Models dont NEED viewmodels. But if the model is the basis for data being presented on the UI then the viewmodel will need to hold an instance of that model. It may even be better to not have a Date model at all and just hold the DateTime property in the viewmodel. Your question is based around too simple an example to really give you advice so maybe I can point you to a place where you can get some more broad information.

This code project project could help you learn more about how to design your current solution http://www.codeproject.com/Articles/100175/Model-View-ViewModel-MVVM-Explained.

It shows a good example of how the model and viewmodel interact and hopefully will help your understanding of the concept

网友答案:

If the date belongs to the main (parent) view, simply incorporate it in MainViewModel as a property, that you will later bind your view to. I don't see a reason to create a new class for Date, we already have one in .NET. If you need to update time (like digital clock), simply do it by asynchronously updating the member and propagating changes to the View by implementing OnPropertyChanged.
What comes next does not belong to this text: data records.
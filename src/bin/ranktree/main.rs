#![warn(missing_docs)]
//! The `ranktree` binary is a command line tool, using the [`ranktree`] crate.
//! It ranks, unranks, enumerates and samples unordered leaf-labelled trees.

use clap::{CommandFactory, Parser};
use clap_complete::generate;
use indicatif::{ProgressBar, ProgressIterator};
use num_bigint::BigUint;
use num_traits::ToPrimitive;
use rand::{rngs::StdRng, thread_rng, RngCore, SeedableRng};
use ranktree::{num_shapes, random_tree, Rank, RankTree};
use std::{
    error::Error,
    fs::File,
    io::{self, BufWriter, Write},
    path::PathBuf,
    process::ExitCode,
};
use tracing::debug;
use tracing_subscriber::EnvFilter;

/// contains the struct representing the command line arguments
/// parsed by [`clap`] and used to execute this binary
pub mod cli;

type Result<T> = std::result::Result<T, Box<dyn Error>>;

fn init_logging(verbose: u8) {
    let level = match verbose {
        0 => "warn",
        1 => "debug",
        _ => "trace",
    };
    let filter = EnvFilter::try_from_default_env()
        .unwrap_or_else(|_| EnvFilter::new(format!("ranktree={level}")));

    tracing_subscriber::fmt()
        .with_env_filter(filter)
        .with_target(false)
        .with_writer(io::stderr)
        .init();
}

fn writer(output: Option<PathBuf>) -> Result<BufWriter<Box<dyn Write>>> {
    Ok(BufWriter::new(match output {
        Some(path) => Box::new(File::create(path)?) as Box<dyn Write>,
        None => Box::new(io::stdout()) as Box<dyn Write>,
    }))
}

/// Progress bar over `total` items, hidden if the total doesn't fit in a `u64`
fn progress_bar(total: &BigUint) -> ProgressBar {
    match total.to_u64() {
        Some(len) => ProgressBar::new(len),
        None => ProgressBar::hidden(),
    }
}

fn run(command: cli::Commands) -> Result<()> {
    match command {
        cli::Commands::Count { leaves, labelled } => {
            if labelled {
                println!("leaves\tshapes\tlabelled");
            } else {
                println!("leaves\tshapes");
            }
            for n in (1..leaves + 1).progress() {
                let shapes = num_shapes(n);
                if labelled {
                    let total: BigUint = RankTree::all_shapes(n).map(|t| t.num_labellings()).sum();
                    println!("{n}\t{shapes}\t{total}");
                } else {
                    println!("{n}\t{shapes}");
                }
            }
        }
        cli::Commands::Rank { newick } => {
            let tree: RankTree = newick.parse()?;
            let rank = ranktree::rank(&tree.to_tree()?)?;
            println!("{}\t{}", rank.shape, rank.label);
        }
        cli::Commands::Unrank {
            shape,
            label,
            leaves,
            draw,
        } => {
            let tree = ranktree::unrank(&Rank { shape, label }, leaves)?;
            if draw {
                tree.print()?;
            } else {
                println!("{}", tree.to_newick()?);
            }
        }
        cli::Commands::Enumerate {
            leaves,
            shapes,
            output,
        } => {
            let mut writer = writer(output)?;
            let count = num_shapes(leaves);
            if shapes {
                for tree in RankTree::all_shapes(leaves).progress_with(progress_bar(&count)) {
                    writeln!(writer, "{}\t0\t{tree};", tree.shape_rank())?;
                }
            } else {
                let total: BigUint = RankTree::all_shapes(leaves)
                    .map(|t| t.num_labellings())
                    .sum();
                debug!(shapes = %count, trees = %total, "Enumerating labelled trees");
                for tree in RankTree::all_labelled_trees(leaves).progress_with(progress_bar(&total)) {
                    let rank = tree.rank()?;
                    writeln!(writer, "{}\t{}\t{tree};", rank.shape, rank.label)?;
                }
            }
            writer.flush()?;
        }
        cli::Commands::Sample {
            leaves,
            trees,
            seed,
            output,
        } => {
            let mut rng: Box<dyn RngCore> = match seed {
                Some(seed) => Box::new(StdRng::seed_from_u64(seed)),
                None => Box::new(thread_rng()),
            };
            let mut writer = writer(output)?;
            for _ in (0..trees).progress() {
                let tree = random_tree(leaves, &mut *rng)?;
                let rank = tree.rank()?;
                writeln!(writer, "{}\t{}\t{tree};", rank.shape, rank.label)?;
            }
            writer.flush()?;
        }
        cli::Commands::Completion { shell } => {
            let mut cmd = cli::Args::command();
            let name = cmd.get_name().to_string();
            generate(shell, &mut cmd, name, &mut io::stdout());
        }
    }

    Ok(())
}

fn main() -> ExitCode {
    let args = cli::Args::parse();
    init_logging(args.verbose);

    match run(args.command) {
        Ok(()) => ExitCode::SUCCESS,
        Err(e) => {
            eprintln!("Error: {e}");
            ExitCode::FAILURE
        }
    }
}
//! Group key extraction from source filenames
//!
//! Several photographs of one item share the prefix before the first hyphen:
//! `A737-001.jpeg` and `A737-002.jpeg` both belong to item `A737`.

use std::path::Path;

/// Derive the item key from a source filename
///
/// **Rule:**
/// - Hyphen present: everything before the first hyphen
/// - No hyphen: the file stem (`B1.jpeg` → `B1`)
/// - No hyphen and no extension: the whole string
pub fn group_key(source: &str) -> String {
    if let Some((prefix, _)) = source.split_once('-') {
        return prefix.to_string();
    }

    Path::new(source)
        .file_stem()
        .and_then(|stem| stem.to_str())
        .unwrap_or(source)
        .to_string()
}
//! agm-integrate library interface
//!
//! Merges per-image classification entries into per-item records, resolves
//! catalog identifiers, and writes structured and tabular import files.

pub mod config;
pub mod error;
pub mod models;
pub mod services;
pub mod workflow;

pub use crate::error::{IntegrationError, IntegrationResult};
pub use crate::workflow::{IntegrationWorkflow, RunSummary};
ViewModel is a mediator between the model and the view. It's something that transforms your data (model) the way it can be presented later by views. Does this make sense for you? You'll usually end up with one viewmodel for one view, but that doesn't mean you necessarily need to have the exact number of models. You can have 10 models and only a single view with a single viewmodel, and it wouldn't matter. MVVM is about separation, it doesn't mean you have 1/1/1 situation.

Furthermore, Model is kinda abstract term for multiple things. It doesn't only mean entity classes, but it's pretty much everything that isn't dependent on UI (data access, business logic, services..)

Opinions are different on this topic, but I understand MVVM like this:

You have some classes and some logic between them, that create your core structure. It usually contains data access and some services as well. Then you decide you need some UI, so you will use Views as a presenting media, but you need to fill the gap between your app and your UI. And here come viewmodels, that's their role.

Does this make sense for you?

网友答案:

The ViewModel is just the Model for the View. It is representation. The VIewModel uses data from your Model to bind it to the View. Every View should have its ViewModel but thats not the case for Models and ViewModels. In your case the MainView has just a MainViewModel. In MainViewModel you would write something like this :

private Date myDate;
public Date MyDate{get{return myDate;}}

And in MainViewModel you just bind to MyDate property. You can see that MainViewModel uses the Date Model class creates a property and the View Binds to it. And the answer is no you dont need a ViewModel for each Model class.